** EXERCISE PROMPT **
Only the lines holding the word "model" are wanted; copy each of them from the listing.

** SOURCE MATERIAL **
★ ★ ★ ★ ★ ★ ★

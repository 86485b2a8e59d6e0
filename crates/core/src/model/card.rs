use serde::{Deserialize, Serialize};

//
// ─── CARD ──────────────────────────────────────────────────────────────────────
//

/// A front/back text pair shown to the learner.
///
/// Cards have positional identity: within a set a card is addressed by its
/// index, not by a stable key. The stored shape carries no presentation
/// state; transient study state lives in [`crate::model::FlipCard`].
#[derive(Debug, Clone, PartialEq, Eq, Serialize, Deserialize)]
pub struct Flashcard {
    front: String,
    back: String,
}

impl Flashcard {
    /// Creates a card from its two faces.
    #[must_use]
    pub fn new(front: impl Into<String>, back: impl Into<String>) -> Self {
        Self {
            front: front.into(),
            back: back.into(),
        }
    }

    #[must_use]
    pub fn front(&self) -> &str {
        &self.front
    }

    #[must_use]
    pub fn back(&self) -> &str {
        &self.back
    }
}

//
// ─── TESTS ─────────────────────────────────────────────────────────────────────
//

★ ★ ★ ★ ★ ★ ★

** OUTPUT OF THE EXERCISE **
filename crates/core/src/model/card.rs
/// state; transient study state lives in [`crate::model::FlipCard`].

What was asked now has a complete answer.